2.1. Basic Methods: Design, Synthesis, and Quantification

For tracer applications, DNA sequences can be designed and produced by automated standard oligonucleotide synthesis [47] or simply purchased from commercial suppliers [26,28,48]. DNA is soluble in water [49] but sometimes classified as a particle tracer, owing to its large molecule size [1]. DNA molecules used as hydrological tracers can be single-stranded (ssDNA) or double-stranded (dsDNA) and are usually 70–350 bases/base pairs (bp) long. DNA tracer tests are performed in a similar manner as chemical tracer tests, whereby a concentrated tracer solution is pulse-injected and transported through the reservoir of interest. Tracer concentration is then monitored at the outlet and plotted against time to obtain a tracer breakthrough curve. The concentration of a DNA tracer solution is measured by quantitative polymerase chain reaction (qPCR), whereby a small amount of starting DNA molecules is replicated exponentially in a series of thermal cycles through an enzymatic process [50]. The total amount of DNA at the end of each thermal cycle is measured in terms of the fluorescence of either a dye that binds to any double-stranded DNA (e.g., SYBR Green) or a dye that binds to a predetermined sequence of the target DNA molecule (e.g., TaqMan probes). The concentration of the initial starting DNA can be deduced by monitoring the increase in fluorescence as the DNA duplicates and counting the number of thermal cycles required for the fluorescence intensity to reach a certain threshold [26]. The initiation of a qPCR reaction requires a pair of primers (ssDNA, usually with 15~20 bases) that is complementary to the sequence at the two ends of the DNA template. When multiple DNA sequences are present as a mixture, the DNA template of interest can be amplified and quantified by using primers with sequences specific to the target DNA in a qPCR reaction [50]. Therefore, unlike conventional tracers, which requires a variety of analytical techniques in the case of multiplexed testing, only one tracer quantification technique is necessary for synthetic DNA tracers. A number of sequence design criteria must be satisfied for efficient qPCR reactions, as detailed in [28]. DNA tracer sequences that have been verified in terms of usability can also be readily adopted from the literature as needed.

2.2. Recent Advances

In the past two decades, the utility of naked DNA tracers has been tested in various field-scale aquatic environments worldwide, including surface streams [27,48,51,52], sand/gravel aquifers [18,32,47,52,53], fractured hard-rock (gneiss, amphibolite, limestone, etc.) aquifers [53,54], karstic springs [55,56], subglacial drainage systems [26], and saturated/variably saturated soils [32,52,57]. Field tests are useful for assessment of the applicability of DNA-based tracers in the presence of the complexities, heterogeneities, and natural driving forces of geological environments. The experimental designs and major findings of the relevant literature are summarized in Table 1, grouped according to the first author and in chronological order. Naked DNA tracers have been successfully transported and recovered in the field at a distance of up to several kilometers [26,52,54,55]. Many studies have employed multiplexed tracer testing and demonstrated the specificity of DNA quantification without signal interference or background noise (e.g., [26,27,32]), provided that the sequences were properly designed [51]. Naked DNA tracers have generally been found to have faster [18,32,48,54,55] or similar [27,51,56] transport velocities compared with conservative reference tracers.
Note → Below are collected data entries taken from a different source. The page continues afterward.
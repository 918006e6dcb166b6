//! Opaque job identifier.
//!
//! Rendered externally as an 8-character lowercase hex string. Arithmetic
//! beyond increment is intentionally not exposed.

use std::fmt;
use std::str::FromStr;

use serde::{Deserialize, Serialize};

/// A 32-bit monotonically allocated job identifier.
///
/// Serializes as its 8-character hex string, never as the raw integer, so
/// every JSON-carrying field that holds one round-trips through the same
/// wire format callers see in `Display`.
#[derive(Debug, Clone, Copy, PartialEq, Eq, PartialOrd, Ord, Hash, Serialize, Deserialize)]
#[serde(into = "String", try_from = "String")]
pub struct JobId(u32);

impl From<JobId> for String {
    fn from(id: JobId) -> Self {
        id.to_string()
    }
}

impl TryFrom<String> for JobId {
    type Error = JobIdParseError;

    fn try_from(value: String) -> Result<Self, Self::Error> {
        value.parse()
    }
}

#[derive(Debug, thiserror::Error)]
#[error("invalid job id: {0:?} (expected 8 lowercase hex characters)")]
pub struct JobIdParseError(String);

impl JobId {
    pub fn new(raw: u32) -> Self {
        Self(raw)
    }

    pub fn as_u32(self) -> u32 {
        self.0
    }

    /// The next id in allocation order. Used only by the persistence backend's
    /// id generator; callers never need to construct one themselves.
    pub fn next(self) -> Self {
        Self(self.0 + 1)
    }
}

impl fmt::Display for JobId {
    fn fmt(&self, f: &mut fmt::Formatter<'_>) -> fmt::Result {
        write!(f, "{:08x}", self.0)
    }
}

impl FromStr for JobId {
    type Err = JobIdParseError;

    fn from_str(s: &str) -> Result<Self, Self::Err> {
        if s.len() != 8 || !s.bytes().all(|b| b.is_ascii_hexdigit()) {
            return Err(JobIdParseError(s.to_string()));
        }
        u32::from_str_radix(s, 16)
            .map(JobId)
            .map_err(|_| JobIdParseError(s.to_string()))
    }
}

#[cfg(test)]
mod tests {
    use super::*;

    #[test]
    fn round_trips_through_display() {
        let id = JobId::new(0x1a2b_3c4d);
        let rendered = id.to_string();
        assert_eq!(rendered, "1a2b3c4d");
        assert_eq!(rendered.parse::<JobId>().unwrap(), id);
    }

    #[test]
    fn parses_case_insensitively() {
        assert_eq!("1A2B3C4D".parse::<JobId>().unwrap(), JobId::new(0x1a2b3c4d));
    }

    #[test]
    fn rejects_wrong_length() {
        assert!("abc".parse::<JobId>().is_err());
        assert!("1a2b3c4d5".parse::<JobId>().is_err());
    }

    #[test]
    fn rejects_non_hex() {
        assert!("zzzzzzzz".parse::<JobId>().is_err());
    }

    #[test]
    fn next_increments() {
        assert_eq!(JobId::new(5).next(), JobId::new(6));
    }

    #[test]
    fn serializes_as_hex_string_not_raw_integer() {
        let id = JobId::new(0x1a2b_3c4d);
        assert_eq!(serde_json::to_string(&id).unwrap(), "\"1a2b3c4d\"");
        assert_eq!(serde_json::from_str::<JobId>("\"1a2b3c4d\"").unwrap(), id);
    }
}
use thiserror::Error;

#[derive(Debug, Error)]
pub enum RuntimeError {
    #[error(transparent)]
    Bus(#[from] message_bus::BusError),

    #[error(transparent)]
    Rpc(#[from] rpc::RpcError),

    #[error("failed to install shutdown signal handler: {0}")]
    Signal(#[from] std::io::Error),
}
The faster breakthrough of naked DNA tracers can be explained by the size exclusion effect, whereby relatively larger DNA molecules are excluded by smaller pores, resulting in selective travel through preferential pathways with high fluid velocities [18,32]. The breakthrough curves of naked DNA tracers usually have sharp pulses with significant scatter compared with the typical Gaussian shape of conventional chemical tracers [32,55]. The mass recoveries of naked DNA tracers are usually lower than those of reference tracers, which can be attributed to decay at elevated temperature, adsorption onto mineral surfaces, microbial consumption, or enzymatic degradation [32].
Although field experiments provide fundamental constraints on the effective transport properties of naked DNA tracers under realistic conditions, the drivers and mechanisms behind field observations are coupled and challenging to isolate. In contrast, laboratory experiments provide an effective means of controlling key variables for the analysis of individual processes [58,59,60] and the acquisition of mechanistic understandings of DNA tracer transport properties. A number of laboratory studies on naked DNA tracers were performed prior to field experiments, whereby sand and gravel from field sites were sampled and either mixed with DNA tracer solution for batch sorption tests [54] or packed in a column for preliminary tracer flow-through experiments [18,32,48,54]. Other laboratory studies were not associated with any field test but employed well-controlled conditions using simple media to understand the fundamental transport, adsorption, and degradation characteristics of naked DNA molecules [28,61,62]. The velocity and adsorptive behavior of naked DNA tracers during transport were found to be affected by both DNA length and mineral surface properties [28]. The presence of organic matter can reduce DNA adsorption by competing for adsorption sites [61]. The degradation rate of a DNA tracer sequence can be slowed by adding non-amplified flanking regions to the ends of the DNA amplicon [61,62].
Table
Table 1. Summary of the literature on the use of naked synthetic DNA molecules as hydrological/reservoir tracers. Studies are grouped according to the first author and are presented in chronological order.
Table 1. Summary of the literature on the use of naked synthetic DNA molecules as hydrological/reservoir tracers. Studies are grouped according to the first author and are presented in chronological order.
AuthorsYear (Country a)ss-/ds-Length bMediumScale cDetails
Amplicon /Total
Sabir, I.H., et al.1999 [47]
(Norway)		ss72/72Aquifer with mostly sand (0.06–2 mm) and 5–10% silt (0.002–0.06 mm)Field, 10 m (<10 m deep)Presence/absence detection (PCR); sequenced to decode the encoded text.
2000 [53]
(Norway)		NMNM/NM1) Aquifer with course glaciofluvial sand and gravel sediments;
2) fractured gneiss bedrock;
3) fractured amphibolite bedrock.		1) Field, 100 m (<20 m deep);
2) Field, 100 m;
3) Field, 10 m.		Qualitative measurements (PCR); demonstrated the application of synthetic DNA tracers in different field situations.
Ptak, T., et al.2004 [18]ssNM/901) Column packed with aquifer media (see below);
2) ~5 m thick saturated aquifer with clay, sand, and gravel.		1) Lab, L = 50 cm, D = 10 cm;
2) Field, 10 m		Two DNA sequences were tested; the first quantitatively measured (qPCR) DNA breakthrough curves at the field scale. DNA had an earlier peak arrival than bromide in laboratory tests but not necessarily in field tests; tracer recovery NM.
Foppen, J.W., et al.2011 [27]
(Netherlands)		ss80/80Two streams.Field,
100–1000 m		Six DNA sequences were used in two injection tests; breakthrough curves were measured at multiple locations downstream. DNA and NaCl had similar peak arrivals; recovery: 94–115% for NaCl and 19–122% for DNA.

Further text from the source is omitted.